Project III (MATH3382) 2018-19


Fortune's formula

Ostap Hryniv

Description

Imagine: you have K pounds and are invited to play a sequence of bets, each of which you can win with probability p>0.5, independently for individual attempts. Every time you play, you are free to bet any amount you want, so that if you bet £a and win, your fortune increases by £a; however, if you bet £a and lose, your fortune decreases by the size of your bet. Since the game is to your advantage, you decide, at every step, to bet a fixed fraction f of your current fortune, so that initially you bet fK pounds, and if you win, your next bet size becomes f(1+f)K pounds, and so on. What value f delivers the fastest rate of long-time growth of your fortune?

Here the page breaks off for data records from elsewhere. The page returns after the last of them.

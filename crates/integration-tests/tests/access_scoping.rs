use domains::{Caller, ComplaintFilter, ComplaintPatch, ComplaintStatus, Department, DomainError};
use integration_tests::{draft, TestApp};

#[tokio::test]
async fn citizens_only_see_their_own_complaints() {
    let app = TestApp::new().await;
    let alice = app.citizen("Alice Adams", "alice@example.com").await;
    let bob = app.citizen("Bob Brown", "bob@example.com").await;

    let complaint = app
        .complaints
        .submit(
            &alice.caller,
            draft(Department::WaterManagement, "Water quality is poor in block C"),
        )
        .await
        .unwrap();
    app.complaints
        .submit(
            &bob.caller,
            draft(Department::WaterManagement, "Leaking water main on Pine Road"),
        )
        .await
        .unwrap();

    assert!(matches!(
        app.complaints.get(&bob.caller, complaint.id).await,
        Err(DomainError::Forbidden(_))
    ));
    assert!(matches!(
        app.complaints.delete(&bob.caller, complaint.id).await,
        Err(DomainError::Forbidden(_))
    ));

    // an explicit department filter does not widen a citizen's scope
    let listed = app
        .complaints
        .list(
            &alice.caller,
            ComplaintFilter {
                department: Some(Department::WaterManagement),
                ..Default::default()
            },
        )
        .await
        .unwrap();
    assert_eq!(listed.len(), 1);
    assert_eq!(listed[0].id, complaint.id);
}

#[tokio::test]
async fn admins_are_confined_to_their_department() {
    let app = TestApp::new().await;
    let citizen = app.citizen("John Doe", "john@example.com").await;
    let roads = app.admin_of(Department::RoadSafety).await;
    let water = app.admin_of(Department::WaterManagement).await;

    let pothole = app
        .complaints
        .submit(
            &citizen.caller,
            draft(Department::RoadSafety, "Pothole outside the primary school"),
        )
        .await
        .unwrap();

    assert!(app.complaints.get(&roads.caller, pothole.id).await.is_ok());
    assert!(matches!(
        app.complaints.get(&water.caller, pothole.id).await,
        Err(DomainError::Forbidden(_))
    ));
    assert!(matches!(
        app.complaints
            .update(
                &water.caller,
                pothole.id,
                ComplaintPatch {
                    status: Some(ComplaintStatus::Resolved),
                    ..Default::default()
                },
            )
            .await,
        Err(DomainError::Forbidden(_))
    ));
    assert!(app
        .complaints
        .list_department(&water.caller, ComplaintFilter::default())
        .await
        .unwrap()
        .is_empty());
    assert!(matches!(
        app.complaints
            .list(
                &water.caller,
                ComplaintFilter {
                    department: Some(Department::RoadSafety),
                    ..Default::default()
                },
            )
            .await,
        Err(DomainError::Forbidden(_))
    ));
}

#[tokio::test]
async fn citizens_cannot_update_even_their_own() {
    let app = TestApp::new().await;
    let citizen = app.citizen("John Doe", "john@example.com").await;
    let complaint = app
        .complaints
        .submit(
            &citizen.caller,
            draft(Department::GeneralAdministration, "Office hours are never respected"),
        )
        .await
        .unwrap();
    assert!(matches!(
        app.complaints
            .update(
                &citizen.caller,
                complaint.id,
                ComplaintPatch {
                    status: Some(ComplaintStatus::Resolved),
                    ..Default::default()
                },
            )
            .await,
        Err(DomainError::Forbidden(_))
    ));
}

#[tokio::test]
async fn anonymous_callers_are_unauthorized() {
    let app = TestApp::new().await;
    let anonymous = Caller::default();
    assert!(matches!(
        app.complaints
            .list(&anonymous, ComplaintFilter::default())
            .await,
        Err(DomainError::Unauthorized(_))
    ));
    assert!(matches!(
        app.complaints
            .submit(
                &anonymous,
                draft(Department::Sanitation, "Street cleaning skipped again"),
            )
            .await,
        Err(DomainError::Unauthorized(_))
    ));
    assert!(matches!(
        app.complaints.stats(&anonymous, None).await,
        Err(DomainError::Unauthorized(_))
    ));
}

#[tokio::test]
async fn missing_ids_are_not_found_rather_than_forbidden() {
    let app = TestApp::new().await;
    let admin = app.admin_of(Department::PublicHealth).await;
    assert!(matches!(
        app.complaints.get(&admin.caller, uuid::Uuid::now_v7()).await,
        Err(DomainError::NotFound { .. })
    ));
}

The answer to this question is known as the Kelly formula or the Kelly criterion, named after J.L.Kelly, Jr., who derived the result in his famous 1956 paper. The optimal fraction f maximises the long-run geometric mean of individual outcomes, and betting the Kelly way is claimed to be popular among gamblers, investors etc. Surprisingly, a similar result was derived more than two centuries earlier by Daniel Bernoulli in his 1738 treatment of the St.Petersburg paradox.

The aim of the project is to mathematically study a class of related models, in particular, to establish optimality of the Kelly criterion for a general problem of the type described above. As a natural complement, one might wish to also explore these models via numerical simulations.

Prerequisites

2H Probability is essential, 3H Probability is helpful.

Resources

A good starting point is the Google search or the Wiki page. You might wish to have a look at the original Kelly paper, D.Bernoulli's article, or the popular book on the history of Kelly betting by William Poundstone.

Further references might be suggested once the project is underway.